How to ensure gender data really drives equality for girls and women

Albert Motivans, Head of Data and Insights, Equal Measures 2030

For champions of gender equality who are keen to back up our demands with data and evidence, gender data gaps are a familiar problem. When it comes to issues that affect women and girls, too often we don’t have enough data, or data is not sufficiently disaggregated, or not timely. Only 12 of the 53 gender-specific indicators across the SDGs can be regularly monitored.

But less often talked about are the barriers that advocates and policymakers face in effectively using the gender data that does exist. There is often greater focus on the production end of the Data Value Chain, without as much attention on investments for the uptake and impact end of the chain. In our experience, there are great opportunities to make progress on gender equality by investing in better communication of data and improved data literacy and skills of users. The issues captured by World Data Forum Thematic Area 4 (Understanding the world through data) – must be addressed if data is really going to leverage change for the lived realities of women and girls.

The EM2030 partnership was formed in 2016 for this very reason, to connect data and evidence with advocacy and action on gender equality. A big part of our collective endeavour – in addition to advocating for more and better gender data - is to make existing gender equality data more relevant, more interactive, and more “advocacy-ready.”

Over the past 4 years, Equal Measures 2030 has learned the importance of investing in data uptake and impact. We’ve learned from our partner network of global, regional, and country-level gender equality advocacy leaders. And we’ve also learned from the findings of two formal surveys: one with more than 100 policymakers in 2017 and the other with more than 600 gender equality advocates in 2018.

Our survey of policymakers (in five countries: Indonesia, India, Kenya, Senegal and Colombia) raised concerns about whether policymakers were equipped with and sufficiently using the data required to drive action towards the ambitious gender equality targets laid out in the SDGs.  And 89% of the advocates we surveyed agreed that a breakthrough on the SDGs for girls and women would not be possible without relevant data.

But when we asked policymakers and gender equality advocates working at national or sub-national levels on what would help them to more effectively use data and evidence to promote gender equality in their country, the most popular answer was “Skills and training in how to access, analyse and communicate data. About half (50%) of policymakers and almost three in four (70%) advocates working at the country-level identified skills and training as the key gap preventing their use of data to promote gender equality in their country.

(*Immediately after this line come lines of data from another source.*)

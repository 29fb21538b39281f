//! Turns [`QueryOptions`] into a single [`StoreQuery`].
//!
//! The condition becomes the filter of the initial find. The remaining
//! aspects are attached by walking a fixed list of appliers (projection, then
//! pagination/sort, then populate) and running only those whose aspect is in
//! the options' [`AspectSet`]. Absent aspects add no clause at all.

use bson::Bson;

use crate::{
    backend::{Model, StoreQuery},
    options::{Aspect, ByIdOptions, QueryOptions},
};

type ManyApplier = fn(&QueryOptions, StoreQuery) -> StoreQuery;
type ByIdApplier = fn(&ByIdOptions, StoreQuery) -> StoreQuery;

static MANY_APPLIERS: [(Aspect, ManyApplier); 3] = [
    (Aspect::Projection, select_many),
    (Aspect::PaginationSort, paginate_many),
    (Aspect::Populate, populate_many),
];

static BY_ID_APPLIERS: [(Aspect, ByIdApplier); 3] = [
    (Aspect::Projection, select_by_id),
    (Aspect::PaginationSort, sort_by_id),
    (Aspect::Populate, populate_by_id),
];

/// Builds the query for a multi-document fetch.
pub fn compose_many(model: &Model, options: &QueryOptions) -> StoreQuery {
    let aspects = options.aspects();
    tracing::debug!(model = model.name(), combination = %aspects, "composing find");

    let filter = if aspects.contains(Aspect::Condition) {
        options.condition().cloned()
    } else {
        None
    };

    MANY_APPLIERS
        .iter()
        .filter(|(aspect, _)| aspects.contains(*aspect))
        .fold(model.find(filter), |query, (_, apply)| apply(options, query))
}

/// Builds the query for an identity lookup.
pub fn compose_by_id(model: &Model, id: Bson, options: &ByIdOptions) -> StoreQuery {
    let aspects = options.aspects();
    tracing::debug!(model = model.name(), combination = %aspects, "composing find by id");

    BY_ID_APPLIERS
        .iter()
        .filter(|(aspect, _)| aspects.contains(*aspect))
        .fold(model.find_by_id(id), |query, (_, apply)| apply(options, query))
}

fn select_many(options: &QueryOptions, query: StoreQuery) -> StoreQuery {
    match options.projection() {
        Some(projection) => query.select(projection.clone()),
        None => query,
    }
}

fn paginate_many(options: &QueryOptions, query: StoreQuery) -> StoreQuery {
    let Some(pagination) = options.pagination() else {
        return query;
    };

    let query = match pagination.effective_limit() {
        Some(limit) => query.limit(limit),
        None => query,
    };
    let query = match pagination.effective_skip() {
        Some(skip) => query.skip(skip),
        None => query,
    };

    if pagination.sort.is_empty() {
        query
    } else {
        query.sort(pagination.sort.clone())
    }
}

fn populate_many(options: &QueryOptions, query: StoreQuery) -> StoreQuery {
    options
        .populate()
        .iter()
        .cloned()
        .fold(query, StoreQuery::populate)
}

fn select_by_id(options: &ByIdOptions, query: StoreQuery) -> StoreQuery {
    match options.projection() {
        Some(projection) => query.select(projection.clone()),
        None => query,
    }
}

fn sort_by_id(options: &ByIdOptions, query: StoreQuery) -> StoreQuery {
    if options.sort_keys().is_empty() {
        query
    } else {
        query.sort(options.sort_keys().to_vec())
    }
}

fn populate_by_id(options: &ByIdOptions, query: StoreQuery) -> StoreQuery {
    options
        .populate()
        .iter()
        .cloned()
        .fold(query, StoreQuery::populate)
}

#[cfg(test)]
mod tests {
    use super::*;
    use crate::{
        backend::{DeleteAck, ModelBackend, QueryKind, QueryPlan},
        error::DocumentStoreResult,
        options::{AspectSet, PaginationSort, PopulateSpec, Projection},
        query::{Expr, Filter, Sort, SortDirection},
    };
    use async_trait::async_trait;
    use bson::{Document, doc};
    use std::sync::{Arc, Mutex};

    #[derive(Debug, Default)]
    struct Spy {
        plans: Mutex<Vec<QueryPlan>>,
    }

    #[async_trait]
    impl ModelBackend for Spy {
        fn name(&self) -> &str {
            "Spy"
        }

        async fn execute(&self, plan: QueryPlan) -> DocumentStoreResult<Vec<Document>> {
            self.plans.lock().unwrap().push(plan);
            Ok(vec![])
        }

        async fn create(&self, document: Document) -> DocumentStoreResult<Document> {
            Ok(document)
        }

        async fn delete_by_id(&self, _id: Bson) -> DocumentStoreResult<DeleteAck> {
            Ok(DeleteAck::default())
        }

        async fn delete_all(&self, _filter: Option<Expr>) -> DocumentStoreResult<DeleteAck> {
            Ok(DeleteAck::default())
        }

        async fn count(&self, _filter: Option<Expr>) -> DocumentStoreResult<u64> {
            Ok(0)
        }
    }

    fn options_for(set: AspectSet) -> QueryOptions {
        set.iter()
            .fold(QueryOptions::builder(), |builder, aspect| match aspect {
                Aspect::Condition => builder.condition(Filter::eq("status", "open")),
                Aspect::PaginationSort => builder
                    .limit(10)
                    .skip(5)
                    .sort("createdAt", SortDirection::Desc),
                Aspect::Projection => builder.projection(Projection::include(["status"])),
                Aspect::Populate => builder.populate(PopulateSpec::new("customer")),
            })
            .build()
    }

    #[test]
    fn every_combination_applies_exactly_its_aspects() {
        let spy = Arc::new(Spy::default());
        let model = Model::new(spy.clone());

        for set in AspectSet::all() {
            let plan = compose_many(&model, &options_for(set)).plan().clone();

            let filtered = matches!(plan.kind, QueryKind::Find { filter: Some(_) });
            assert_eq!(filtered, set.contains(Aspect::Condition), "{set}");
            assert_eq!(plan.select.is_some(), set.contains(Aspect::Projection), "{set}");
            assert_eq!(plan.limit.is_some(), set.contains(Aspect::PaginationSort), "{set}");
            assert_eq!(plan.skip.is_some(), set.contains(Aspect::PaginationSort), "{set}");
            assert_eq!(plan.sort.is_some(), set.contains(Aspect::PaginationSort), "{set}");
            assert_eq!(!plan.populate.is_empty(), set.contains(Aspect::Populate), "{set}");
        }
    }

    #[test]
    fn every_by_id_combination_applies_exactly_its_aspects() {
        let model = Model::new(Arc::new(Spy::default()));

        for set in AspectSet::all_by_id() {
            let options = ByIdOptions::from(options_for(set));
            let plan = compose_by_id(&model, Bson::Int32(1), &options).plan().clone();

            assert!(matches!(plan.kind, QueryKind::FindById { .. }));
            assert_eq!(plan.select.is_some(), set.contains(Aspect::Projection), "{set}");
            assert_eq!(plan.sort.is_some(), set.contains(Aspect::PaginationSort), "{set}");
            assert_eq!(!plan.populate.is_empty(), set.contains(Aspect::Populate), "{set}");
            assert_eq!(plan.limit, None, "{set}");
            assert_eq!(plan.skip, None, "{set}");
        }
    }

    #[test]
    fn by_id_never_windows_even_when_options_carry_limit_and_skip() {
        let model = Model::new(Arc::new(Spy::default()));
        let options = QueryOptions::builder()
            .pagination(PaginationSort::new().limit(3).skip(2))
            .build();

        let plan = compose_by_id(&model, Bson::Int32(7), &options.into()).plan().clone();

        assert_eq!(plan.limit, None);
        assert_eq!(plan.skip, None);
        assert_eq!(plan.sort, None);
    }

    #[test]
    fn open_orders_compose_into_one_query() {
        let model = Model::new(Arc::new(Spy::default()));
        let options = QueryOptions::builder()
            .condition(Expr::from_document(&doc! { "status": "open" }).unwrap())
            .limit(10)
            .sort("createdAt", SortDirection::Desc)
            .build();

        let plan = compose_many(&model, &options).plan().clone();

        assert_eq!(
            plan,
            QueryPlan {
                kind: QueryKind::Find { filter: Some(Filter::eq("status", "open")) },
                select: None,
                limit: Some(10),
                skip: None,
                sort: Some(vec![Sort::desc("createdAt")]),
                populate: vec![],
            }
        );
    }

    #[test]
    fn zero_limit_attaches_no_clause() {
        let model = Model::new(Arc::new(Spy::default()));
        let options = QueryOptions::builder().limit(0).build();

        let plan = compose_many(&model, &options).plan().clone();

        assert_eq!(plan.limit, None);
    }
}
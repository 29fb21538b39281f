//! Typed entities and their conversion to and from store documents.
//!
//! Datastores work on BSON [`Document`]s. Implement [`Entity`] (or derive it
//! with `#[derive(Entity)]`) to get a typed view through
//! [`Datastore::typed`](crate::datastore::Datastore::typed).
//!
//! # Example
//!
//! ```ignore
//! use docbind::entity::Entity;
//! use bson::oid::ObjectId;
//! use serde::{Serialize, Deserialize};
//!
//! #[derive(Debug, Clone, Serialize, Deserialize)]
//! pub struct Order {
//!     #[serde(rename = "_id", skip_serializing_if = "Option::is_none")]
//!     pub id: Option<ObjectId>,
//!     pub status: String,
//! }
//!
//! impl Entity for Order {
//!     fn entity_name() -> &'static str {
//!         "Orders"
//!     }
//! }
//! ```

use bson::{Bson, Document, deserialize_from_document, serialize_to_bson, serialize_to_document};
use serde::{Deserialize, Serialize};
use serde_json::{Value, from_value, to_value};

use crate::{error::DocumentStoreResult, schema::Schema};

/// A type stored through a datastore.
///
/// The entity name is the registry key and the model name; it must be unique
/// within a connection scope.
pub trait Entity: Serialize + for<'de> Deserialize<'de> + Send + Sync + Clone + 'static {
    /// Returns the entity name (e.g. `"Orders"`).
    fn entity_name() -> &'static str;

    /// The schema the model is bound with. Defaults to an empty schema.
    fn schema() -> Schema {
        Schema::default()
    }

    /// The base entity when this entity is a discriminator of another.
    fn base_entity() -> Option<&'static str> {
        None
    }
}

/// Serialization helpers, implemented for every [`Entity`].
pub trait EntityExt: Entity {
    /// Converts this entity to a store document.
    ///
    /// # Errors
    ///
    /// Returns an error if serialization fails or does not produce a document.
    fn to_document(&self) -> DocumentStoreResult<Document>;

    /// Creates an entity from a store document.
    fn from_document(document: Document) -> DocumentStoreResult<Self>;

    /// Converts this entity to a JSON value.
    fn to_json(&self) -> DocumentStoreResult<Value>;

    /// Creates an entity from a JSON value.
    fn from_json(value: Value) -> DocumentStoreResult<Self>;
}

impl<E: Entity> EntityExt for E {
    fn to_document(&self) -> DocumentStoreResult<Document> {
        Ok(serialize_to_document(self)?)
    }

    fn from_document(document: Document) -> DocumentStoreResult<Self> {
        Ok(deserialize_from_document(document)?)
    }

    fn to_json(&self) -> DocumentStoreResult<Value> {
        Ok(to_value(self)?)
    }

    fn from_json(value: Value) -> DocumentStoreResult<Self> {
        Ok(from_value(value)?)
    }
}

/// Converts a JSON object into a store document.
pub fn document_from_json(value: Value) -> DocumentStoreResult<Document> {
    match serialize_to_bson(&value)? {
        Bson::Document(document) => Ok(document),
        other => Err(crate::error::DocumentStoreError::InvalidDocument(format!(
            "expected a JSON object, got {other}"
        ))),
    }
}

#[cfg(test)]
mod tests {
    use super::*;
    use bson::doc;
    use serde_json::json;

    #[derive(Debug, Clone, PartialEq, Serialize, Deserialize)]
    struct Order {
        status: String,
        total: i32,
    }

    impl Entity for Order {
        fn entity_name() -> &'static str {
            "Orders"
        }
    }

    #[test]
    fn converts_through_documents() {
        let order = Order { status: "open".into(), total: 5 };

        let document = order.to_document().unwrap();
        assert_eq!(document, doc! { "status": "open", "total": 5 });
        assert_eq!(Order::from_document(document).unwrap(), order);
    }

    #[test]
    fn json_objects_become_documents() {
        assert_eq!(
            document_from_json(json!({ "status": "open" })).unwrap(),
            doc! { "status": "open" }
        );
        assert!(document_from_json(json!([1, 2])).is_err());
    }
}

To help meet this need, EM2030’s national partners have delivered data-driven advocacy capacity building workshops to over 800 advocates in seven countries around the world.   Our partners have seen that the skills learned in the workshops make a real difference in the effectiveness of their advocacy.

Reflecting on a recent successful campaign to raise the legal age of marriage for girls in Indonesia from 15 to 18 years of age, Misiyah, Director of KAPAL Perempuan, Equal Measures 2030’s national partner in Indonesia said: "Policymakers in Indonesia will consider and accept advocacy if advocates come with strong arguments, and these arguments must be supported by statistics. (…) We presented the President with data to support the argument for the importance of policymaking on the prevention of child marriage (….) we use the quantitative data to open the door, to start the conversation."

Our partner in Colombia, La Ruta Pacífica de las Mujeres has used a strong data-driven approach in preparing women to run as candidates for regional and local government. La Ruta presented snapshots of the situation of women and girls for each region, so that candidates could leverage the data to draw attention to the most pressing local gender issues in their campaigns: "We have found that learning how to combine qualitative and quantitative evidence in our advocacy has been really impactful (…) and shines a spotlight on women’s issues in the communities where we work, to convince candidates and civil servants to pay attention,” noted La Ruta representative Dunia Ester Leon Fajardo.

Our partner in India, SAHAJ, adapted the workshop materials to directly target policymakers’ ability to access, analyse and communicate gender related data for government officials at the Mahatma Gandhi State Institute for Public Administration. Dr. Nilangi Sardeshpande, Project Anchor of SAHAJ noted that: "We used the training workshops as an opportunity to improve basic data literacy and skills, but also to try to persuade government officials that gender equality issues were relevant to their work."

Thus, while it is absolute essential that key gender data gaps are urgently filled, there is also much more that can be done to make existing data more useful for those who are advocating for or implementing the policies and programmes that can help promote equality for women and girls. EM2030 will be joining the virtual World Data Forum, taking place online between 19-21 October, along with some of our national partners, to highlight the need for deliberate and strategic investments in data communication and use.